Jump to content
My First Photo Finish Bait & Questions
46 replies to this topic
Posted 04 November 2008 - 01:21 PM
I was trying to help with a better photo finish starting from the same image, but after seeing your second photo finish, I think you know better than myself how to play in photoshop. Anyway, here are the images (I also modified the shape a little bit):
As to the problem of recovering your bait in your first post, I think you got the best advice from DSV - just make another one. I think it is impossible to sand a photofinish without damaging it.
As to solving the problem of Devcon beeing brittle, the best way, in my oppinion, would be to cover it with a less brittle clear. Try several until you find the best.
Posted 05 November 2008 - 07:20 AM
I should have phrased this as a question. Do you guys think I should do a 2nd coat of D2T before the Dick Nites, or will a coat of DN adhere the eyes to the bait like D2T does?
Posted 06 November 2008 - 12:14 PM
A second coat of D2T is really your call. I would go strait to DN and probably coat 2-4 times. This stuff is so thin that several coats are not going to affect the weight, and each coat makes the finish look deeper and deeper. Just remember to get it on the turner asap so it can even out. Additional coats may be added in as little time as 20-30 min. Full cure will be 24-48 hrs. but if in a hurry may be fished sooner.

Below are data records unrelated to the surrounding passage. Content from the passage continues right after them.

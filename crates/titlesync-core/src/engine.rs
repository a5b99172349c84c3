//! The rename pipeline.
//!
//! One invocation per trigger: resolve and gate, lock, read, derive the
//! title, resolve naming conflicts, rename exactly once, reconcile the alias.
//! Overlapping triggers for the same document are rejected (never queued) and
//! coalesced into a single follow-up recheck after the in-flight operation
//! releases the lock. Every exit path returns an [`Outcome`]; the lock is
//! released across all of them.

use std::collections::HashSet;
use std::sync::Arc;

use crate::alias::AliasManager;
use crate::clock::Clock;
use crate::config::{EngineConfig, ScopeStrategy, TransformOrder};
use crate::error::SyncError;
use crate::frontmatter::{self, PropertyValue};
use crate::host::{DocumentStore, Notifier, ViewKind};
use crate::limiter::RateLimiter;
use crate::outcome::{Outcome, SkipReason};
use crate::reader::{ContentReader, ReadOptions, ReadSource, ReadText};
use crate::state::{StateCache, TitleRegion};
use crate::tasks::{Task, TaskKind, TaskQueue};
use crate::title;

/// What caused a pipeline invocation
#[derive(Debug, Clone, PartialEq, Eq)]
pub enum Trigger {
    /// Keystroke-level change event, optionally carrying the buffer text
    Edit { supplied_text: Option<String> },
    /// Save event
    Save,
    /// Document-created event
    Create,
    /// Explicit user command; the only trigger that surfaces notifications
    Manual,
    /// One item of a user-initiated bulk operation
    Batch,
}

impl Trigger {
    fn is_batch(&self) -> bool {
        matches!(self, Trigger::Batch)
    }

    /// Automatic triggers may short-circuit on an unchanged title region
    fn is_automatic(&self) -> bool {
        matches!(self, Trigger::Edit { .. } | Trigger::Save | Trigger::Create)
    }
}

/// Per-call overrides
#[derive(Debug, Clone, Copy, Default)]
pub struct ProcessOptions {
    /// Skip the inclusion/exclusion policy; used by bulk operations that
    /// already pre-filtered their target set. The disable-property check is
    /// never skipped.
    pub skip_scope_check: bool,
}

enum ConflictResolution {
    Target(String),
    NoRenameNeeded,
    Exceeded,
}

struct Derived {
    /// Filename stem the document should have
    stem: String,
    /// Alias to write, `None` when the title carries no meaning
    alias: Option<String>,
    /// Title-region snapshot for the short-circuit cache
    region: Option<TitleRegion>,
}

/// The rename-and-alias synchronization engine
pub struct RenameEngine {
    store: Arc<dyn DocumentStore>,
    notifier: Arc<dyn Notifier>,
    clock: Arc<dyn Clock>,
    config: Arc<EngineConfig>,
    limiter: RateLimiter,
    state: StateCache,
    reader: ContentReader,
    alias: AliasManager,
    tasks: TaskQueue,
}
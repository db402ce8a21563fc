pub(crate) fn to_u16(a: u8, b: u8) -> u16 {
    ((a as u16) << 8) + (b as u16)
}

/// TF-Luna reports temperature in 1/8 degree steps offset by 256.
pub(crate) fn to_temperature(low: u8, high: u8) -> f64 {
    (to_u16(high, low) as f64) / 8. - 256.
}

pub(crate) fn to_string(data: &[u8]) -> String {
    data.iter()
        .map(|e| format!("{:02X}", e))
        .collect::<Vec<_>>()
        .join(" ")
}
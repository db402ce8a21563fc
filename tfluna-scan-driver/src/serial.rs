use crate::constants::SERIAL_TIMEOUT_MS;
use crate::error::ScanError;
use log::debug;
use serialport::SerialPort;
use std::collections::VecDeque;
use std::io;
use std::time::Duration;

/// Upstream source of raw sensor bytes.
pub trait ByteSource {
    /// Number of bytes that can be read without blocking.
    fn bytes_available(&mut self) -> Result<usize, ScanError>;

    /// Fill `buf` completely.
    fn read_bytes(&mut self, buf: &mut [u8]) -> Result<(), ScanError>;
}

impl ByteSource for dyn SerialPort {
    fn bytes_available(&mut self) -> Result<usize, ScanError> {
        let n_u32: u32 = self.bytes_to_read()?;
        Ok(n_u32.try_into().unwrap_or(0))
    }

    fn read_bytes(&mut self, buf: &mut [u8]) -> Result<(), ScanError> {
        self.read_exact(buf).map_err(from_read_error)
    }
}

impl<T: ByteSource + ?Sized> ByteSource for Box<T> {
    fn bytes_available(&mut self) -> Result<usize, ScanError> {
        (**self).bytes_available()
    }

    fn read_bytes(&mut self, buf: &mut [u8]) -> Result<(), ScanError> {
        (**self).read_bytes(buf)
    }
}

/// Replays a fixed byte sequence. Reading past the end reports a closed stream.
impl ByteSource for VecDeque<u8> {
    fn bytes_available(&mut self) -> Result<usize, ScanError> {
        Ok(self.len())
    }

    fn read_bytes(&mut self, buf: &mut [u8]) -> Result<(), ScanError> {
        if self.len() < buf.len() {
            return Err(ScanError::TransportClosed);
        }
        let n = buf.len();
        for (dst, src) in buf.iter_mut().zip(self.drain(..n)) {
            *dst = src;
        }
        Ok(())
    }
}

fn from_read_error(err: io::Error) -> ScanError {
    match err.kind() {
        io::ErrorKind::UnexpectedEof | io::ErrorKind::BrokenPipe => ScanError::TransportClosed,
        _ => ScanError::IoError(err),
    }
}

/// Open the serial port the sensor is attached to and drop any stale input.
///
/// # Arguments
///
/// * `port_name` - Serial port name such as `/dev/serial0`.
/// * `baud_rate` - Baud rate, 115200 for a factory configured TF-Luna.
pub fn open_port(port_name: &str, baud_rate: u32) -> Result<Box<dyn SerialPort>, ScanError> {
    let mut port = serialport::new(port_name, baud_rate)
        .timeout(Duration::from_millis(SERIAL_TIMEOUT_MS))
        .open()?;
    flush(&mut port)?;
    debug!("Opened {} at {} baud", port_name, baud_rate);
    Ok(port)
}

pub(crate) fn flush(port: &mut Box<dyn SerialPort>) -> Result<(), ScanError> {
    let n_read: usize = port.bytes_available().unwrap_or(0);
    if n_read == 0 {
        return Ok(());
    }
    let mut stale: Vec<u8> = vec![0; n_read];
    port.read_bytes(stale.as_mut_slice())?;
    Ok(())
}
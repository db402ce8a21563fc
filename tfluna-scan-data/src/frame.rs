#[cfg(feature = "serde")]
use serde::{Deserialize, Serialize};

/// One decoded TF-Luna measurement.
#[derive(Clone, Debug, PartialEq, PartialOrd)]
#[cfg_attr(feature = "serde", derive(Serialize, Deserialize))]
pub struct MeasurementFrame {
    /// Distance to the target in centimetres.
    pub distance_cm: u16,
    /// Amplitude of the returned signal.
    pub signal_strength: u16,
    /// Chip temperature in degrees Celsius.
    pub temperature_c: f64,
    /// Checksum validation result of the frame.
    pub checksum_correct: bool,
}
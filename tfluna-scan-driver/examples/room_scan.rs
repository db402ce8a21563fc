use clap::{Parser, Subcommand};
use log::{error, info};
use std::io::Write;
use tfluna_scan_data::{Axis, PanTiltSetpoint};
use tfluna_scan_driver::{
    open_port, run_scanner, switch_off, Actuator, FrameDecoder, LogActuator, PositionStore,
    ScanConfig, ScanError, StopSignal, TrajectoryGenerator,
};

#[derive(Parser)]
#[command(about = "Maps a room with a TF-Luna LiDAR on a pan/tilt bracket.")]
struct Cli {
    /// TOML file overriding the default scan settings
    #[arg(long)]
    config: Option<std::path::PathBuf>,

    /// Serial port the TF-Luna is attached to
    #[arg(long)]
    port: Option<String>,

    /// Stop after this many milliseconds
    #[arg(long)]
    duration_ms: Option<u64>,

    #[command(subcommand)]
    mode: Mode,
}

#[derive(Subcommand)]
enum Mode {
    /// Sweep the servos while sampling the sensor
    Scan {
        /// Print records as JSON lines instead of CSV
        #[arg(long)]
        json: bool,
    },
    /// Sweep the servos without reading the sensor
    Sweep,
    /// Print every frame the sensor sends
    Monitor,
}

struct SweepLogger<A: Actuator>(A);

impl<A: Actuator> Actuator for SweepLogger<A> {
    fn set_axis(&mut self, axis: Axis, pulse_width: u32) -> Result<(), ScanError> {
        // both axes share the same pulse width to angle mapping
        let (degree, _) = PanTiltSetpoint::new(pulse_width, pulse_width).to_degrees();
        info!("{:?}: {} us ({:.1} deg)", axis, pulse_width, degree);
        self.0.set_axis(axis, pulse_width)
    }
}

fn load_config(cli: &Cli) -> Result<ScanConfig, ScanError> {
    let mut config = match &cli.config {
        Some(path) => ScanConfig::load(path)?,
        None => ScanConfig::default(),
    };
    if let Some(port) = &cli.port {
        config.port_name = port.clone();
    }
    if cli.duration_ms.is_some() {
        config.run_duration_ms = cli.duration_ms;
    }
    Ok(config)
}

fn scan(config: ScanConfig, json: bool) -> Result<(), ScanError> {
    let (controller, records_rx) = run_scanner(config, LogActuator)?;

    let printer = std::thread::spawn(move || {
        let stdout = std::io::stdout();
        for record in records_rx.iter() {
            let mut out = stdout.lock();
            let res = if json {
                match serde_json::to_string(&record) {
                    Ok(line) => writeln!(out, "{}", line),
                    Err(e) => Err(e.into()),
                }
            } else {
                writeln!(out, "{}", record)
            };
            if res.and_then(|_| out.flush()).is_err() {
                break;
            }
        }
    });

    if let Some(report) = controller.wait() {
        for fault in report.faults.iter() {
            error!("{fault}");
        }
        info!("Sweep: {:?}", report.sweep);
        info!("Sampler: {:?}", report.sampler);
    }
    drop(controller);
    if printer.join().is_err() {
        error!("Output thread panicked");
    }
    Ok(())
}

fn sweep(config: ScanConfig) -> Result<(), ScanError> {
    config.validate()?;
    let store = PositionStore::new(config.initial_setpoint());
    let stop = StopSignal::new();
    let mut generator = TrajectoryGenerator::new(config, SweepLogger(LogActuator), store, stop);
    let result = generator.run();
    switch_off(&mut generator.into_actuator())?;
    info!("Sweep finished: {:?}", result?);
    Ok(())
}

fn monitor(config: ScanConfig) -> Result<(), ScanError> {
    config.validate()?;
    let port = open_port(&config.port_name, config.baud_rate)?;
    let mut decoder = FrameDecoder::new(port, config.resync, config.poll_interval());
    let stop = StopSignal::new();

    if let Some(duration) = config.run_duration() {
        let watchdog_stop = stop.clone();
        std::thread::spawn(move || {
            std::thread::sleep(duration);
            watchdog_stop.raise();
        });
    }

    for frame in decoder.frames(&stop) {
        let frame = frame?;
        println!(
            "Distance: {} cm | Strength: {} | Temp: {:.2} C",
            frame.distance_cm, frame.signal_strength, frame.temperature_c
        );
    }
    Ok(())
}

fn main() {
    env_logger::Builder::from_env(env_logger::Env::default().default_filter_or("info")).init();
    let cli = Cli::parse();

    let result = load_config(&cli).and_then(|config| match cli.mode {
        Mode::Scan { json } => scan(config, json),
        Mode::Sweep => sweep(config),
        Mode::Monitor => monitor(config),
    });
    if let Err(e) = result {
        error!("{e}");
        std::process::exit(1);
    }
}
pub mod frame;
pub mod record;
pub mod setpoint;

pub use frame::MeasurementFrame;
pub use record::ScanRecord;
pub use setpoint::{Axis, PanTiltSetpoint};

Sinbad, for a finish like this I really like using Envirotex as a first coat vs. D2T. The envirotex is thinner, clearer, and will even out better. Only downside is that the envirotex is slightly more brittle than the D2T. But the DN provides a durable protection for all of it. By all means experiment and find what works best for you. You are gonna have your hardbaits looking as good as your lead in no time.
Posted 06 November 2008 - 05:57 PM
i've had one educated attempt at photofinish so far, with some good guess work too. I used 2 coats of D2T. These are the steps I tried.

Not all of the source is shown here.